● Exercise objective
How many lines in the data below contain the string "usize"? Answer with the number only.
================================
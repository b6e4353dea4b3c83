//! Output formatting for CLI reports

use crate::pipeline::{PhaseSummary, TrainingReport};

/// Print a section header
pub fn print_section(title: &str) {
    println!("\n{}", "=".repeat(60));
    println!("{title}");
    println!("{}", "=".repeat(60));
}

/// Print a subsection header
pub fn print_subsection(title: &str) {
    println!("\n{title}");
    println!("{}", "-".repeat(40));
}

/// Format a number with thousands separators
pub fn format_number(n: usize) -> String {
    let s = n.to_string();
    let mut result = String::new();
    for (i, c) in s.chars().rev().enumerate() {
        if i > 0 && i.is_multiple_of(3) {
            result.insert(0, ',');
        }
        result.insert(0, c);
    }
    result
}

/// Print a key-value pair
pub fn print_kv(key: &str, value: &str) {
    println!("  {:20} {}", format!("{}:", key), value);
}

/// Format `count` out of the phase's episodes with its percentage
fn format_share(count: usize, summary: &PhaseSummary) -> String {
    let pct = if summary.episodes == 0 {
        0.0
    } else {
        count as f64 * 100.0 / summary.episodes as f64
    };
    format!("{} / {} ({pct:.1}%)", format_number(count), format_number(summary.episodes))
}

/// Print the counts of one phase
pub fn print_phase(name: &str, summary: &PhaseSummary) {
    println!("  {name}");
    print_kv("  Goals", &format_share(summary.goals, summary));
    print_kv("  Deaths", &format_share(summary.deaths, summary));
    print_kv("  Timeouts", &format_share(summary.timeouts, summary));
    print_kv("  Mean turns", &format!("{:.1}", summary.mean_turns));
    print_kv("  Furthest column", &summary.best_x.to_string());
}

/// Print a full training report, one subsection per level
pub fn print_report(report: &TrainingReport) {
    print_section("Training Complete");
    print_kv("Learner", &report.learner);
    print_kv("Known states", &format_number(report.table_size));
    print_kv(
        "Evaluation goals",
        &format_number(report.evaluation_goals()),
    );

    for level in &report.levels {
        print_subsection(&level.level);
        print_phase("Training", &level.training);
        print_phase("Evaluation", &level.evaluation);
    }
}

#[cfg(test)]
mod tests {
    use super::*;

    #[test]
    fn test_format_number_groups_thousands() {
        assert_eq!(format_number(7), "7");
        assert_eq!(format_number(1000), "1,000");
        assert_eq!(format_number(1234567), "1,234,567");
    }

    #[test]
    fn test_format_share_handles_empty_phase() {
        let summary = PhaseSummary::default();
        assert_eq!(format_share(0, &summary), "0 / 0 (0.0%)");
    }
}
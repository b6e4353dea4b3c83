//! Terrain symbols of a level cell

use std::fmt;

use serde::{Deserialize, Serialize};

/// A cell on the level grid
#[derive(Debug, Clone, Copy, PartialEq, Eq, Hash, Serialize, Deserialize)]
pub enum Tile {
    Space,
    Wall,
    Goal,
    Death,
    /// Render-time overlay for the agent; never stored in a [`super::Grid`].
    Player,
}

impl Tile {
    pub fn to_char(self) -> char {
        match self {
            Tile::Space => ' ',
            Tile::Wall => '#',
            Tile::Goal => '|',
            Tile::Death => 'v',
            Tile::Player => '&',
        }
    }

    /// Parse a level-file character. The player marker is not a terrain tile.
    pub fn from_char(c: char) -> Option<Tile> {
        match c {
            ' ' => Some(Tile::Space),
            '#' => Some(Tile::Wall),
            '|' => Some(Tile::Goal),
            'v' => Some(Tile::Death),
            _ => None,
        }
    }

    /// Walls support standing and block horizontal movement.
    pub fn is_solid(self) -> bool {
        self == Tile::Wall
    }
}

impl fmt::Display for Tile {
    fn fmt(&self, f: &mut fmt::Formatter<'_>) -> fmt::Result {
        write!(f, "{}", self.to_char())
    }
}
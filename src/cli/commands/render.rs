//! Render command - Show a level as the simulator sees it

use std::path::PathBuf;

use anyhow::{Context, Result};
use clap::Parser;

use crate::{
    cli::output,
    level::{Grid, GridOptions},
    sim::{ObservationWindow, Simulator, SimulatorConfig},
};

#[derive(Parser, Debug)]
#[command(about = "Print a level and the agent's starting view")]
pub struct RenderArgs {
    /// Level file
    pub level: PathBuf,

    /// Columns in the screen view
    #[arg(long, default_value_t = SimulatorConfig::DEFAULT_SCREEN_WIDTH)]
    pub screen_width: usize,

    /// Strict level height; shorter levels are padded with blank rows on top
    #[arg(long)]
    pub level_height: Option<usize>,

    /// Observation window height in rows
    #[arg(long, default_value_t = 3)]
    pub window_height: usize,

    /// Observation window look-ahead in columns
    #[arg(long, default_value_t = 5)]
    pub window_width: usize,
}

pub fn execute(args: RenderArgs) -> Result<()> {
    let options = match args.level_height {
        Some(height) => GridOptions::new().with_height(height),
        None => GridOptions::new(),
    };
    let grid = Grid::load(&args.level, &options)
        .with_context(|| format!("failed to load level {}", args.level.display()))?;

    let config = SimulatorConfig::default()
        .with_screen_width(args.screen_width)
        .with_window(ObservationWindow::new(args.window_height, args.window_width));
    config.validate().context("invalid render settings")?;
    let sim = Simulator::new(&grid, config);

    output::print_section(&args.level.display().to_string());
    output::print_kv("Width", &grid.width().to_string());
    output::print_kv("Height", &grid.height().to_string());
    output::print_kv("Start", &sim.position().to_string());
    output::print_kv("Fingerprint", &format!("{:?}", sim.fingerprint().as_str()));

    output::print_subsection("Level");
    print!("{grid}");

    output::print_subsection("Screen");
    println!("{}", sim.render());

    Ok(())
}
//! Application layer: turns configuration into ready-to-train learners.
//!
//! The training pipeline only knows the [`crate::ports::Learner`] port; this
//! module picks the concrete learning rule behind it.
//!
//! # Usage
//!
//! ```
//! use aqtion::app::{AgentConfig, LearningRule, create_learner};
//!
//! let config = AgentConfig::new(LearningRule::OneStep).with_epsilon(0.2);
//! let learner = create_learner(&config)?;
//! assert_eq!(learner.name(), "Q-Learning");
//! assert_eq!(learner.epsilon(), 0.2);
//! # Ok::<(), aqtion::Error>(())
//! ```

pub mod config;

pub use config::{AgentConfig, LearningRule};

use crate::{
    Result,
    ports::Learner,
    q_learning::{BackwardCreditAgent, QLearningAgent},
};

/// Validate `config` and build the learner it describes.
///
/// # Errors
///
/// Returns [`crate::Error::InvalidConfiguration`] if any rate is outside `[0, 1]`.
pub fn create_learner(config: &AgentConfig) -> Result<Box<dyn Learner>> {
    config.validate()?;
    let learner: Box<dyn Learner> = match config.rule {
        LearningRule::OneStep => Box::new(QLearningAgent::new(
            config.learning_rate,
            config.discount_factor,
            config.epsilon,
        )),
        LearningRule::EpisodeBackward => Box::new(BackwardCreditAgent::new(
            config.learning_rate,
            config.discount_factor,
            config.epsilon,
        )),
    };
    tracing::debug!(
        learner = learner.name(),
        alpha = config.learning_rate,
        gamma = config.discount_factor,
        epsilon = config.epsilon,
        "created learner"
    );
    Ok(learner)
}
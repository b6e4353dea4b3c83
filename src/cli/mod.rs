//! CLI infrastructure for the level-learning toolkit
//!
//! This module provides the command-line interface for training learners on
//! levels and for inspecting levels as the simulator sees them.

pub mod commands;
pub mod config;
pub mod output;
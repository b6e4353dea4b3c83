//! One-step Q-learning agent
//!
//! Updates its Q-table after every turn toward the bootstrapped target
//! `r + γ·max_a' Q(s',a')`.

use rand::rngs::StdRng;

use crate::{
    Result,
    ports::{Learner, Transition},
    q_learning::q_table::QTable,
    sim::Action,
    types::Fingerprint,
};

/// Q-learning agent (off-policy TD control)
///
/// Learns the optimal action values by always updating toward the maximum
/// next-state value, regardless of the action taken next.
#[derive(Debug, Clone)]
pub struct QLearningAgent {
    q_table: QTable,
    epsilon: f64,
}

impl QLearningAgent {
    /// Create a new Q-learning agent
    ///
    /// # Arguments
    ///
    /// * `learning_rate` - α parameter (0.0 to 1.0)
    /// * `discount_factor` - γ parameter (0.0 to 1.0)
    /// * `epsilon` - Exploration rate used during training
    pub fn new(learning_rate: f64, discount_factor: f64, epsilon: f64) -> Self {
        Self {
            q_table: QTable::new(Action::COUNT, learning_rate, discount_factor),
            epsilon,
        }
    }

    /// Apply one bootstrapped update for a completed turn.
    pub fn update(
        &mut self,
        state: &Fingerprint,
        action: Action,
        next_state: &Fingerprint,
        reward: f64,
    ) {
        self.q_table
            .q_learning_update(state, action.index(), next_state, reward);
    }

    pub fn q_table(&self) -> &QTable {
        &self.q_table
    }

    pub fn q_table_mut(&mut self) -> &mut QTable {
        &mut self.q_table
    }
}

impl Learner for QLearningAgent {
    fn select_action(
        &mut self,
        state: &Fingerprint,
        epsilon: f64,
        rng: &mut StdRng,
    ) -> Result<Action> {
        Action::from_index(self.q_table.select_action(state, epsilon, rng))
    }

    fn epsilon(&self) -> f64 {
        self.epsilon
    }

    fn observe(&mut self, transition: &Transition<'_>) -> Result<()> {
        self.update(
            transition.state,
            transition.action,
            transition.next_state,
            transition.reward,
        );
        Ok(())
    }

    fn values(&mut self, state: &Fingerprint) -> &[f64] {
        self.q_table.values(state)
    }

    fn table(&self) -> &QTable {
        &self.q_table
    }

    fn name(&self) -> &str {
        "Q-Learning"
    }

    fn reset(&mut self) {
        self.q_table.reset();
    }
}

#[cfg(test)]
mod tests {
    use rand::SeedableRng;

    use super::*;

    #[test]
    fn test_zero_learning_rate_leaves_value_unchanged() {
        let mut agent = QLearningAgent::new(0.0, 0.9, 0.1);
        let s = Fingerprint::new("s");
        let next = Fingerprint::new("next");
        agent.q_table_mut().set(&s, 1, 3.0);
        agent.q_table_mut().set(&next, 0, 50.0);

        agent.update(&s, Action::Move, &next, 7.0);

        assert_eq!(agent.values(&s)[1], 3.0);
    }

    #[test]
    fn test_unit_learning_rate_jumps_to_target() {
        let mut agent = QLearningAgent::new(1.0, 0.5, 0.1);
        let s = Fingerprint::new("s");
        let next = Fingerprint::new("next");
        agent.q_table_mut().set(&s, 2, -8.0);
        agent.q_table_mut().set(&next, 1, 4.0);

        agent.update(&s, Action::Jump, &next, 1.0);

        // r + γ·max Q(s') = 1 + 0.5 * 4
        assert!((agent.values(&s)[2] - 3.0).abs() < 1e-12);
    }

    #[test]
    fn test_observe_applies_update() {
        let mut agent = QLearningAgent::new(0.5, 0.0, 0.1);
        let s = Fingerprint::new("s");
        let next = Fingerprint::new("next");
        agent
            .observe(&Transition {
                state: &s,
                action: Action::Stay,
                next_state: &next,
                reward: 4.0,
            })
            .unwrap();
        assert!((agent.values(&s)[0] - 2.0).abs() < 1e-12);
    }

    #[test]
    fn test_select_action_prefers_highest_value() {
        let mut agent = QLearningAgent::new(0.5, 0.9, 0.1);
        let mut rng = StdRng::seed_from_u64(5);
        let s = Fingerprint::new("s");
        agent.q_table_mut().set(&s, Action::Jump.index(), 1.0);
        let action = agent.select_action(&s, 0.0, &mut rng).unwrap();
        assert_eq!(action, Action::Jump);
    }
}
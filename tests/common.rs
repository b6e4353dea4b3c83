//! Common test utilities for the aqtion test suite.
//!
//! Level fixtures shared by the integration tests plus a tiny helper for
//! driving trained learners greedily.

#![allow(dead_code)]

use aqtion::{
    Grid, GridOptions,
    app::{AgentConfig, LearningRule, create_learner},
    ports::Learner,
};

/// Parse level text with default options.
pub fn grid(text: &str) -> Grid {
    Grid::parse(text, &GridOptions::new()).expect("fixture level should parse")
}

/// Flat five-column corridor on a solid floor; walking right reaches the goal.
pub fn corridor() -> Grid {
    grid("     \n#####")
}

/// Floor with a one-tile gap at column 2; the agent lands at (1, 3) and must
/// jump to clear it.
pub fn gap_level() -> Grid {
    grid("      \n      \n      \n      \n## ###")
}

/// Mixed terrain with steps, a ceiling and a pit.
pub fn rough_level() -> Grid {
    grid("         \n   #     \n  ##  #  \n### ##v##")
}

/// Build a boxed learner for `rule` with the given rates.
pub fn learner(rule: LearningRule, alpha: f64, gamma: f64, epsilon: f64) -> Box<dyn Learner> {
    create_learner(
        &AgentConfig::new(rule)
            .with_learning_rate(alpha)
            .with_discount_factor(gamma)
            .with_epsilon(epsilon),
    )
    .expect("valid agent config")
}
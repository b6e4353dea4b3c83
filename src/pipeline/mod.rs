//! Training and evaluation pipeline
//!
//! This module provides:
//! - An episode runner driving the simulator and any learner turn by turn
//! - A training pipeline running training then evaluation episodes per level
//! - Observers recording progress, metrics and step traces

pub mod observers;
pub mod runner;
pub mod training;

pub use observers::{JsonlObserver, MetricsObserver, MetricsSummary, Observation, ProgressObserver};
pub use runner::{EpisodeOptions, EpisodePhase, EpisodeReport, EpisodeRunner, StepRecord};
pub use training::{LevelReport, PhaseSummary, TrainingConfig, TrainingPipeline, TrainingReport};

pub use crate::ports::{Learner, Observer};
================================
● Written answer
6